A positive thought loop is just as possible as the negative ones that are so familiar.
Instead of a shame spiral, I’m looking for magic. Because I’m looking for it, I see it. Then, I’m feeling gratitude about it, and seeing more of it. Now, I wanted to experiment with the power of saying it out loud.
The acknowledgment happening in my head was one thing. But me proclaiming it out loud, even just to myself… felt a little awkward.
Letting it out felt like telling a secret. I’m not sure why. Maybe it felt a little braggy, or like the magic gratitude bubble would burst if I exposed it to the air outside my head. Regardless, I started by just mouthing it in my car by myself. I just mouthed it. No sound.
The next time, I experimented with whispering it very quietly. Still by myself in my car, where I knew no one would hear me. And hearing it, even in quietly whispered form, was different.
Now, how might we apply this to weight loss? How could we implement the power of seeking out tiny perfect magic and experience the resulting feeling of gratitude along our weight loss journey? How would expressing our gratitude out loud affect our experience and results?
We spend so much time nitpicking our bodies and being frustrated with our brains for taking so long to change. It may feel nearly impossible for you to find and feel gratitude right now. But start where I always recommend you start—start where you are and start tiny.
You don’t have to be all in on loving your body unconditionally and loving everything about it to see some tiny perfect magic and generate some gratitude. So start even in general terms.
Can you just be grateful to be alive?
This might sound like, “I am so grateful to have a body that lives. I’m so grateful that I woke up this morning. I’m so grateful for the legs that walk me around this world.”
Now once again, separate what’s hard and what’s not working from what is. We don’t need to mix these two things together. We don’t need murky, toxic gratitude. That will not be helpful. Separate the two.

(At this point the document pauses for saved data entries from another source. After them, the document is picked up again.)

//! Bridges the G interpreter's [`gaia_glang::Host`] port to the world
//! cache, the session registry, and the account store — the standard
//! library's window back into the world.

use std::sync::Arc;

use async_trait::async_trait;
use gaia_domain::{AccountId, GValue, ObjectId, Role};
use gaia_glang::interpreter::EvalContext;
use gaia_glang::{GError, Host};
use gaia_ports::{AccountRepositoryPort, SessionPort};
use tracing::info;

use crate::world_cache::WorldCache;

pub struct GameHost {
    cache: Arc<WorldCache>,
    accounts: Arc<dyn AccountRepositoryPort>,
    sessions: Arc<dyn SessionPort>,
    /// Reverse lookup from a character's object id to the owning account,
    /// used by `actor_has_role`. Characters are cheap to re-fetch; this
    /// avoids threading a session-id through every interpreter call.
    character_owner: dashmap::DashMap<ObjectId, AccountId>,
    /// Reverse lookup from an embodied character to its live session, so a
    /// `send` with no `on_message` defined still reaches the player.
    character_session: dashmap::DashMap<ObjectId, gaia_domain::SessionId>,
}

impl GameHost {
    pub fn new(
        cache: Arc<WorldCache>,
        accounts: Arc<dyn AccountRepositoryPort>,
        sessions: Arc<dyn SessionPort>,
    ) -> Self {
        Self {
            cache,
            accounts,
            sessions,
            character_owner: dashmap::DashMap::new(),
            character_session: dashmap::DashMap::new(),
        }
    }

    pub fn remember_owner(&self, character: ObjectId, account: AccountId) {
        self.character_owner.insert(character, account);
    }

    /// Called by the embody use case when a session takes control of a
    /// character, and on disembody/disconnect to remove the mapping.
    pub fn bind_session(&self, character: ObjectId, session: gaia_domain::SessionId) {
        self.character_session.insert(character, session);
    }

    pub fn unbind_session(&self, character: &ObjectId) {
        self.character_session.remove(character);
    }

    fn store_error(err: gaia_ports::StoreError) -> GError {
        match err {
            gaia_ports::StoreError::NotFound { entity, id } => GError::not_found(format!("{entity} {id}")),
            other => GError::not_found(other.to_string()),
        }
    }
}

#[async_trait]
impl Host for GameHost {
    async fn get_attr(&self, object: &ObjectId, name: &str) -> Result<Option<GValue>, GError> {
        self.cache.get_attribute(object, name).await.map_err(Self::store_error)
    }

    async fn set_attr(&self, object: &ObjectId, name: &str, value: GValue) -> Result<(), GError> {
        self.cache
            .set_attribute(object, name, value)
            .await
            .map_err(Self::store_error)
    }

    async fn get_object(&self, reference: &str, ctx: &EvalContext) -> Result<ObjectId, GError> {
        match reference {
            "@this" => Ok(ctx.this.clone()),
            "@actor" => Ok(ctx.actor.clone()),
            "@executor" => Ok(ctx.executor.clone()),
            other => {
                let id = ObjectId::new(other.trim_start_matches('@'));
                self.cache.get(&id).await.map_err(Self::store_error)?;
                Ok(id)
            }
        }
    }

    async fn send(&self, target: &ObjectId, payload: GValue) -> Result<(), GError> {
        // `on_message` is resolved through the same inheritance BFS as any
        // other attribute: an inherited `on_message` fires, it need not be
        // defined directly on the target.
        match self.get_attr(target, "on_message").await? {
            Some(GValue::Source(source)) | Some(GValue::String(source)) if !source.is_empty() => {
                let parsed = gaia_glang::parse(&source)?;
                let mut child = EvalContext::top_level(target.clone(), target.clone(), target.clone());
                child.define("message", payload);
                match Box::pin(gaia_glang::eval(&parsed, &mut child, self)).await {
                    Ok(_) | Err(gaia_glang::Signal::Return(_)) => Ok(()),
                    Err(gaia_glang::Signal::Error(err)) => Err(err),
                }
            }
            _ => {
                if let Some(session) = self.session_for(target) {
                    let _ = self.sessions.send_event(&session, &payload.to_gstring()).await;
                }
                Ok(())
            }
        }
    }

    fn log(&self, message: &str) {
        info!(target: "gaia::glang", "{message}");
    }

    async fn load(
        &self,
        path: &str,
        target: &ObjectId,
        attr_name: &str,
        ctx: &EvalContext,
    ) -> Result<(), GError> {
        // Administrator-only; enforced by the pipeline refusing to reach
        // this path outside an Admin-mode `/reload` command, not by a
        // caller-role check here — `set_attr`/`load` trust the caller's
        // gate rather than re-checking privilege themselves.
        let _ = ctx;
        let source = tokio::fs::read_to_string(path)
            .await
            .map_err(|err| GError::not_found(format!("cannot read {path}: {err}")))?;
        self.set_attr(target, attr_name, GValue::Source(source)).await
    }

    async fn actor_has_role(&self, actor: &ObjectId, role: &str) -> Result<bool, GError> {
        let Some(account_id) = self.character_owner.get(actor).map(|e| *e.value()) else {
            return Ok(false);
        };
        let account = self
            .accounts
            .fetch(&account_id)
            .await
            .map_err(Self::store_error)?;
        let required = match role {
            "player" => Role::Player,
            "builder" => Role::Builder,
            "wizard" => Role::Wizard,
            "admin" => Role::Admin,
            _ => return Ok(false),
        };
        Ok(account.highest_role() >= required)
    }
}

impl GameHost {
    pub fn session_for(&self, character: &ObjectId) -> Option<gaia_domain::SessionId> {
        self.character_session.get(character).map(|e| *e.value())
    }
}
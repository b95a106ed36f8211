//! The G language: lexer, parser, tree-walking interpreter and standard
//! library. This crate knows nothing about transports or storage — it
//! reaches the world only through the [`Host`] port, which `gaia-app`
//! implements against the world cache.

pub mod error;
pub mod host;
pub mod interpreter;
pub mod lexer;
pub mod parser;
pub mod stdlib;

pub use error::GError;
pub use host::Host;
pub use interpreter::{eval, EvalContext, Signal};
pub use parser::{parse, Node};
//! Environment-driven configuration, grounded on `wrldbldr-engine-adapters`'s
//! `infrastructure/config.rs`: optional fields fall back to a default via
//! `unwrap_or_else`, mandatory fields fail fast via `anyhow::Context`.

use std::env;

use anyhow::{Context, Result};

#[derive(Debug, Clone)]
pub struct AppConfig {
    /// SQLite connection string for the world/account document store, e.g.
    /// `sqlite:./data/gaia.db?mode=rwc`.
    pub database_url: String,

    pub telnet_port: u16,
    pub websocket_port: u16,

    /// Directory tree of YAML/JSON/`.g` world-definition files, loaded once
    /// at startup.
    pub world_files_dir: String,

    /// Bootstrap admin account created on first run if no account with this
    /// login exists yet.
    pub default_admin_login: String,
    pub default_admin_password: String,

    pub write_back_interval_secs: u64,
    pub dirty_threshold: usize,
    pub tick_interval_ms: u64,

    pub cors_allowed_origins: Vec<String>,
}

impl AppConfig {
    pub fn from_env() -> Result<Self> {
        Ok(Self {
            database_url: env::var("GAIA_DATABASE_URL")
                .unwrap_or_else(|_| "sqlite:./data/gaia.db?mode=rwc".to_string()),

            telnet_port: env::var("GAIA_TELNET_PORT")
                .unwrap_or_else(|_| "8888".to_string())
                .parse()
                .context("GAIA_TELNET_PORT must be a valid port number")?,

            websocket_port: env::var("GAIA_WEBSOCKET_PORT")
                .unwrap_or_else(|_| "4000".to_string())
                .parse()
                .context("GAIA_WEBSOCKET_PORT must be a valid port number")?,

            world_files_dir: env::var("GAIA_WORLD_FILES_DIR")
                .unwrap_or_else(|_| "./world".to_string()),

            default_admin_login: env::var("GAIA_DEFAULT_ADMIN_LOGIN")
                .unwrap_or_else(|_| "admin".to_string()),
            default_admin_password: env::var("GAIA_DEFAULT_ADMIN_PASSWORD")
                .context("GAIA_DEFAULT_ADMIN_PASSWORD environment variable is required")?,

            write_back_interval_secs: env::var("GAIA_WRITE_BACK_INTERVAL_SECS")
                .unwrap_or_else(|_| "60".to_string())
                .parse()
                .unwrap_or(60),
            dirty_threshold: env::var("GAIA_DIRTY_THRESHOLD")
                .unwrap_or_else(|_| "200".to_string())
                .parse()
                .unwrap_or(200),
            tick_interval_ms: env::var("GAIA_TICK_INTERVAL_MS")
                .unwrap_or_else(|_| "1000".to_string())
                .parse()
                .unwrap_or(1000),

            cors_allowed_origins: env::var("GAIA_CORS_ALLOWED_ORIGINS")
                .unwrap_or_else(|_| "*".to_string())
                .split(',')
                .map(|s| s.trim().to_string())
                .filter(|s| !s.is_empty())
                .collect(),
        })
    }
}

#[cfg(test)]
mod tests {
    use super::*;

    #[test]
    fn missing_admin_password_is_an_error() {
        for key in [
            "GAIA_DATABASE_URL",
            "GAIA_TELNET_PORT",
            "GAIA_WEBSOCKET_PORT",
            "GAIA_WORLD_FILES_DIR",
            "GAIA_DEFAULT_ADMIN_LOGIN",
            "GAIA_DEFAULT_ADMIN_PASSWORD",
            "GAIA_WRITE_BACK_INTERVAL_SECS",
            "GAIA_DIRTY_THRESHOLD",
            "GAIA_TICK_INTERVAL_MS",
            "GAIA_CORS_ALLOWED_ORIGINS",
        ] {
            env::remove_var(key);
        }
        assert!(AppConfig::from_env().is_err());
    }
}
//! [`SessionPort`] implementation shared by the telnet and WebSocket
//! transports: a `DashMap` of live per-connection outbound channels plus
//! connection metadata, so `gaia-app` never needs to know which transport a
//! session came in on.
//!
//! Grounded on the teacher's per-connection bounded `mpsc` channel in
//! `infrastructure/websocket/mod.rs`, generalized to hold either transport's
//! sender behind one enum.

use std::sync::Arc;
use std::time::Instant;

use async_trait::async_trait;
use dashmap::DashMap;
use gaia_domain::SessionId;
use gaia_ports::{SessionError, SessionPort};
use tokio::sync::mpsc;
use tracing::warn;

use gaia_protocol::ServerMessage;

/// Matches the teacher's `CONNECTION_CHANNEL_BUFFER`: enough to absorb a
/// burst of narration without unbounded growth, small enough that a stalled
/// client's backlog is noticed quickly.
pub const CONNECTION_CHANNEL_BUFFER: usize = 256;

struct Connection {
    sender: mpsc::Sender<ServerMessage>,
    name: String,
    connected_at: Instant,
    last_activity: std::sync::Mutex<Instant>,
}

pub struct SessionRegistry {
    connections: DashMap<SessionId, Connection>,
}

impl Default for SessionRegistry {
    fn default() -> Self {
        Self::new()
    }
}

impl SessionRegistry {
    pub fn new() -> Self {
        Self { connections: DashMap::new() }
    }

    /// Registers a freshly connected transport endpoint, returning the
    /// receiving half of its outbound channel for the transport's own
    /// forwarder task to drain.
    pub fn register(&self, session: SessionId, name: impl Into<String>) -> mpsc::Receiver<ServerMessage> {
        let (tx, rx) = mpsc::channel(CONNECTION_CHANNEL_BUFFER);
        let now = Instant::now();
        self.connections.insert(
            session,
            Connection { sender: tx, name: name.into(), connected_at: now, last_activity: std::sync::Mutex::new(now) },
        );
        rx
    }

    pub fn forget(&self, session: &SessionId) {
        self.connections.remove(session);
    }

    pub fn touch(&self, session: &SessionId) {
        if let Some(conn) = self.connections.get(session) {
            *conn.last_activity.lock().unwrap() = Instant::now();
        }
    }

    /// Delivers a raw protocol-level message (e.g. a malformed-frame error)
    /// that has no equivalent in the [`SessionPort`] surface.
    pub fn send_raw(&self, session: &SessionId, message: ServerMessage) -> Result<(), SessionError> {
        self.send(session, message)
    }

    fn send(&self, session: &SessionId, message: ServerMessage) -> Result<(), SessionError> {
        let conn = self
            .connections
            .get(session)
            .ok_or_else(|| SessionError::NotConnected(session.to_string()))?;
        match conn.sender.try_send(message) {
            Ok(()) => Ok(()),
            Err(mpsc::error::TrySendError::Full(_)) => {
                warn!(%session, "outbound channel full, dropping message");
                Err(SessionError::ChannelFull(session.to_string()))
            }
            Err(mpsc::error::TrySendError::Closed(_)) => Err(SessionError::ChannelClosed(session.to_string())),
        }
    }
}

#[async_trait]
impl SessionPort for SessionRegistry {
    async fn send_event(&self, session: &SessionId, text: &str) -> Result<(), SessionError> {
        self.send(session, ServerMessage::output(text))
    }

    async fn send_system_msg(&self, session: &SessionId, text: &str) -> Result<(), SessionError> {
        self.send(session, ServerMessage::system(text))
    }

    async fn disconnect(&self, session: &SessionId, reason: Option<&str>) -> Result<(), SessionError> {
        let result = self.send(
            session,
            ServerMessage::Disconnected { reason: reason.unwrap_or("disconnected").to_string() },
        );
        self.connections.remove(session);
        result
    }

    fn connection_name(&self, session: &SessionId) -> Option<String> {
        self.connections.get(session).map(|c| c.name.clone())
    }

    fn connected_seconds(&self, session: &SessionId) -> Option<i64> {
        self.connections.get(session).map(|c| c.connected_at.elapsed().as_secs() as i64)
    }

    fn idle_seconds(&self, session: &SessionId) -> Option<i64> {
        self.connections
            .get(session)
            .map(|c| c.last_activity.lock().unwrap().elapsed().as_secs() as i64)
    }

    fn connected_sessions(&self) -> Vec<SessionId> {
        self.connections.iter().map(|e| *e.key()).collect()
    }
}

pub type SharedSessionRegistry = Arc<SessionRegistry>;
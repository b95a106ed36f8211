//! Core types for GAIA: objects, accounts, sessions and the values that
//! flow between them. Nothing in this crate knows about storage, transport
//! or the G language's syntax — those live in `gaia-ports`/`gaia-adapters`
//! and `gaia-glang` respectively.

extern crate self as gaia_domain;

pub mod account;
pub mod common;
pub mod error;
pub mod ids;
pub mod object;
pub mod session;

pub use account::{Account, Role};
pub use error::DomainError;
pub use ids::{AccountId, ObjectId, Revision, SessionId};
pub use object::Object;
pub use session::{Session, SessionStage};
pub use value::GValue;

pub mod value;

Even if it’s the tiniest and most general thing you can find to appreciate about your body, look for it, seek it out, choose to acknowledge it and speak it out loud.
If that sounds too scary, start with a whisper as I did. Then, decide to notice the impact it has on your life and how you feel.
Tiny, perfect moments
The last quote I loved from that movie says:
“It’s true that we are losing time every day, all the time, until one day it’s all gone. But you’re gaining it too. Every second, perfect moments, one after the other, until by the end, you have your whole life.”
Choose to seek out the tiny, perfect moments and watch how it changes your life.